Not done for now, but leaving open. Which source are you referring to? "Hitlerism" is mentioned further down in the article, and makes a little more sense to retain. "Hitler fascism" does not, and shouldn't be mentioned without a source. But I'd still like regulars here to weigh in before changing that. –Deacon Vorbis (carbon • videos) 14:34, 28 December 2025 (UTC)[reply]

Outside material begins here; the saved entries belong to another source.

//! Connector registry.

use std::collections::HashMap;
use std::fmt;
use std::sync::Arc;

use super::{Connector, SequenceConnector};
use crate::config::ConnectorConfig;
use crate::errors::{ConfigError, ConnectorError};

/// Factory function type for creating connectors.
pub type ConnectorFactory =
    Arc<dyn Fn(&ConnectorConfig) -> Result<Box<dyn Connector>, ConnectorError> + Send + Sync>;

/// Registry of connector factories keyed by type.
#[derive(Clone, Default)]
pub struct ConnectorRegistry {
    factories: HashMap<String, ConnectorFactory>,
}

impl ConnectorRegistry {
    /// Creates a new empty registry.
    #[must_use]
    pub fn new() -> Self {
        Self::default()
    }

    /// Creates a registry holding the built-in `sequence` connector.
    #[must_use]
    pub fn with_builtins() -> Self {
        let mut registry = Self::new();
        registry.register("sequence", |config| {
            Ok(Box::new(SequenceConnector::from_config(config)?) as Box<dyn Connector>)
        });
        registry
    }

    /// Registers a factory, replacing any previous one for the type.
    pub fn register<F>(&mut self, connector_type: impl Into<String>, factory: F)
    where
        F: Fn(&ConnectorConfig) -> Result<Box<dyn Connector>, ConnectorError> + Send + Sync + 'static,
    {
        self.factories.insert(connector_type.into(), Arc::new(factory));
    }

    /// Checks whether a type is registered.
    #[must_use]
    pub fn contains(&self, connector_type: &str) -> bool {
        self.factories.contains_key(connector_type)
    }

    /// Builds the connector at 0-based `index` of the configured list. An
    /// unnamed connector is named `connector_N` after its 1-based position.
    pub fn create(&self, config: &ConnectorConfig, index: usize) -> Result<Box<dyn Connector>, ConfigError> {
        let factory = self
            .factories
            .get(&config.connector_type)
            .ok_or_else(|| ConfigError::UnknownConnectorType(config.connector_type.clone()))?;
        let mut resolved = config.clone();
        resolved.name = Some(config.resolved_name(index));
        factory(&resolved).map_err(|e| ConfigError::InvalidValue {
            field: format!("connectors[{index}]"),
            reason: e.to_string(),
        })
    }

    /// Builds every configured connector in order.
    pub fn create_all(&self, configs: &[ConnectorConfig]) -> Result<Vec<Arc<dyn Connector>>, ConfigError> {
        configs
            .iter()
            .enumerate()
            .map(|(index, config)| self.create(config, index).map(Arc::<dyn Connector>::from))
            .collect()
    }
}

impl fmt::Debug for ConnectorRegistry {
    fn fmt(&self, f: &mut fmt::Formatter<'_>) -> fmt::Result {
        let mut types: Vec<&String> = self.factories.keys().collect();
        types.sort();
        f.debug_struct("ConnectorRegistry").field("types", &types).finish()
    }
}

#[cfg(test)]
mod tests {
    use super::*;
    use serde_json::json;

    #[test]
    fn test_create_all_resolves_names() {
        let registry = ConnectorRegistry::with_builtins();
        let configs = vec![
            ConnectorConfig::new("sequence", "p").with_param("num_docs", json!(1)),
            ConnectorConfig::new("sequence", "p")
                .with_name("named")
                .with_param("num_docs", json!(1)),
        ];
        let connectors = registry.create_all(&configs).unwrap();
        let names: Vec<&str> = connectors.iter().map(|c| c.name()).collect();
        assert_eq!(names, vec!["connector_1", "named"]);
    }

    #[test]
    fn test_unknown_type_rejected() {
        let registry = ConnectorRegistry::with_builtins();
        let err = registry
            .create_all(&[ConnectorConfig::new("csv", "p")])
            .unwrap_err();
        assert!(matches!(err, ConfigError::UnknownConnectorType(t) if t == "csv"));
    }

    #[test]
    fn test_factory_errors_become_config_errors() {
        let registry = ConnectorRegistry::with_builtins();
        let err = registry
            .create_all(&[ConnectorConfig::new("sequence", "p")])
            .unwrap_err();
        assert!(matches!(err, ConfigError::InvalidValue { .. }));
    }
}
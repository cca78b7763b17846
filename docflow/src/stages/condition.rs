//! Per-stage document conditions.

use serde::{Deserialize, Serialize};

use crate::document::Document;

/// Whether a matching value requires or forbids running the stage.
#[derive(Debug, Clone, Copy, PartialEq, Eq, Default, Serialize, Deserialize)]
#[serde(rename_all = "snake_case")]
pub enum ConditionOperator {
    /// Run only if some field holds one of the values.
    #[default]
    Must,
    /// Run only if no field holds any of the values.
    MustNot,
}

/// A test deciding whether a stage applies to a document.
///
/// The condition matches when any listed field holds any listed value,
/// compared as strings.
#[derive(Debug, Clone, PartialEq, Eq, Serialize, Deserialize)]
pub struct Condition {
    /// Fields to inspect.
    pub fields: Vec<String>,
    /// Values to look for.
    pub values: Vec<String>,
    /// How a match is interpreted.
    #[serde(default)]
    pub operator: ConditionOperator,
}

impl Condition {
    /// A condition that requires one of `values` in one of `fields`.
    pub fn must<F, V>(fields: F, values: V) -> Self
    where
        F: IntoIterator,
        F::Item: Into<String>,
        V: IntoIterator,
        V::Item: Into<String>,
    {
        Self {
            fields: fields.into_iter().map(Into::into).collect(),
            values: values.into_iter().map(Into::into).collect(),
            operator: ConditionOperator::Must,
        }
    }

    /// Inverts the operator.
    #[must_use]
    pub const fn negated(mut self) -> Self {
        self.operator = match self.operator {
            ConditionOperator::Must => ConditionOperator::MustNot,
            ConditionOperator::MustNot => ConditionOperator::Must,
        };
        self
    }

    /// Whether the stage should run on `doc`.
    pub fn test(&self, doc: &Document) -> bool {
        let found = self.fields.iter().any(|field| {
            doc.get_string_list(field)
                .is_some_and(|stored| stored.iter().any(|v| self.values.contains(v)))
        });
        match self.operator {
            ConditionOperator::Must => found,
            ConditionOperator::MustNot => !found,
        }
    }
}
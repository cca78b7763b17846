//! Retrying coordination calls.
//!
//! Transient unavailability of the coordination service is retried with
//! exponential backoff and jitter. Anything still failing after the last
//! attempt is surfaced, and workers treat it as fatal.

use std::future::Future;
use std::time::Duration;

use async_trait::async_trait;
use rand::Rng;
use serde::{Deserialize, Serialize};
use tracing::warn;

use super::{RetryCounterStore, VersionedCount};
use crate::config::CoordinationConfig;
use crate::errors::CoordinationError;

/// Jitter strategy to prevent thundering herd.
#[derive(Debug, Clone, Copy, PartialEq, Eq, Default, Serialize, Deserialize)]
pub enum JitterStrategy {
    /// No jitter
    None,
    /// Random from 0 to delay
    #[default]
    Full,
    /// Half fixed, half random
    Equal,
}

/// Exponential backoff settings.
#[derive(Debug, Clone, PartialEq, Eq, Serialize, Deserialize)]
pub struct BackoffPolicy {
    /// Maximum attempts, including the first.
    pub max_attempts: u32,
    /// Delay before the first retry.
    pub base_delay: Duration,
    /// Upper bound on a single delay.
    pub max_delay: Duration,
    /// Jitter strategy.
    pub jitter: JitterStrategy,
}

impl Default for BackoffPolicy {
    fn default() -> Self {
        Self::from(&CoordinationConfig::default())
    }
}

impl From<&CoordinationConfig> for BackoffPolicy {
    fn from(config: &CoordinationConfig) -> Self {
        Self {
            max_attempts: config.max_attempts.max(1),
            base_delay: Duration::from_millis(config.base_delay_ms),
            max_delay: Duration::from_millis(config.max_delay_ms),
            jitter: if config.jitter {
                JitterStrategy::Full
            } else {
                JitterStrategy::None
            },
        }
    }
}

impl BackoffPolicy {
    /// A policy that never retries.
    #[must_use]
    pub const fn no_retry() -> Self {
        Self {
            max_attempts: 1,
            base_delay: Duration::ZERO,
            max_delay: Duration::ZERO,
            jitter: JitterStrategy::None,
        }
    }

    /// Sets the maximum attempts.
    #[must_use]
    pub const fn with_max_attempts(mut self, attempts: u32) -> Self {
        self.max_attempts = attempts;
        self
    }

    /// Sets the base delay.
    #[must_use]
    pub const fn with_base_delay(mut self, delay: Duration) -> Self {
        self.base_delay = delay;
        self
    }

    /// Sets the jitter strategy.
    #[must_use]
    pub const fn with_jitter(mut self, jitter: JitterStrategy) -> Self {
        self.jitter = jitter;
        self
    }

    /// Delay before retry number `retry` (zero based): `base * 2^retry`,
    /// capped and jittered.
    pub fn delay(&self, retry: u32) -> Duration {
        let base = u64::try_from(self.base_delay.as_millis()).unwrap_or(u64::MAX);
        let max = u64::try_from(self.max_delay.as_millis()).unwrap_or(u64::MAX);
        let delay = base.saturating_mul(2u64.saturating_pow(retry)).min(max);

        let jittered = match self.jitter {
            JitterStrategy::None => delay,
            JitterStrategy::Full => {
                if delay == 0 {
                    0
                } else {
                    rand::thread_rng().gen_range(0..=delay)
                }
            }
            JitterStrategy::Equal => {
                let half = delay / 2;
                if half == 0 {
                    delay
                } else {
                    half + rand::thread_rng().gen_range(0..=half)
                }
            }
        };
        Duration::from_millis(jittered)
    }
}

/// Runs `operation`, retrying transient coordination errors.
pub async fn with_retry<T, F, Fut>(
    policy: &BackoffPolicy,
    what: &str,
    mut operation: F,
) -> Result<T, CoordinationError>
where
    F: FnMut() -> Fut,
    Fut: Future<Output = Result<T, CoordinationError>>,
{
    let mut attempt = 1;
    loop {
        match operation().await {
            Ok(result) => return Ok(result),
            Err(e) if e.is_transient() && attempt < policy.max_attempts => {
                let delay = policy.delay(attempt - 1);
                warn!(
                    operation = what,
                    attempt,
                    delay_ms = u64::try_from(delay.as_millis()).unwrap_or(u64::MAX),
                    error = %e,
                    "Retrying coordination call"
                );
                tokio::time::sleep(delay).await;
                attempt += 1;
            }
            Err(e) => return Err(e),
        }
    }
}

/// Wraps a store so that every call is retried under a [`BackoffPolicy`].
#[derive(Debug)]
pub struct RetryingCounterStore<S> {
    inner: S,
    policy: BackoffPolicy,
}

impl<S: RetryCounterStore> RetryingCounterStore<S> {
    /// Creates a new retrying store.
    pub const fn new(inner: S, policy: BackoffPolicy) -> Self {
        Self { inner, policy }
    }

    /// Returns the wrapped store.
    pub const fn inner(&self) -> &S {
        &self.inner
    }
}

#[async_trait]
impl<S: RetryCounterStore> RetryCounterStore for RetryingCounterStore<S> {
    async fn get(&self, key: &str) -> Result<VersionedCount, CoordinationError> {
        with_retry(&self.policy, "get", || self.inner.get(key)).await
    }

    async fn try_set(&self, key: &str, expected_version: u64, value: u64) -> Result<bool, CoordinationError> {
        with_retry(&self.policy, "try_set", || self.inner.try_set(key, expected_version, value)).await
    }

    async fn delete(&self, key: &str) -> Result<(), CoordinationError> {
        with_retry(&self.policy, "delete", || self.inner.delete(key)).await
    }

    async fn increment(&self, key: &str) -> Result<u64, CoordinationError> {
        with_retry(&self.policy, "increment", || self.inner.increment(key)).await
    }
}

You appear to have missed my point. There is no source for "Hitler fascism" in the article, and it should be removed. Yes or no? Telling me that "Hitlerism" is mentioned in the article after I have already stated that it is mentioned twice is not helpful. It is mentioned twice as a term used by historians after WW2. The article states that the term was used during Hitler's rise to power - no source states that, so that should be removed. Yes or no? What we appear to have here is a WP editor in the past has pushed a POV without sourcing. ~2025-43423-41 (talk) 23:54, 28 December 2025 (UTC)[reply]
The term "Hitler Fascism" was used a non-zero number of times; whether "frequently" is appropriate is a fair question. Ngrams shows "hitler fascism" as maybe 2% as frequently as "hitlerism", and "Hitlerism" about half as frequently as "Nazism". I'd strike "frequently". --jpgordon𝄢𝄆𝄐𝄇 00:17, 29 December 2025 (UTC)[reply]
Ngram doesn't even register "Hitler Facism" for me, though. FMRadio :3(chat | edits | she/her) 04:31, 29 December 2025 (UTC)[reply]
yeah. Hitlerism v. Nazism is interesting; "Hitler Fascism" is background noise. --jpgordon𝄢𝄆𝄐𝄇 06:17, 29 December 2025 (UTC)[reply]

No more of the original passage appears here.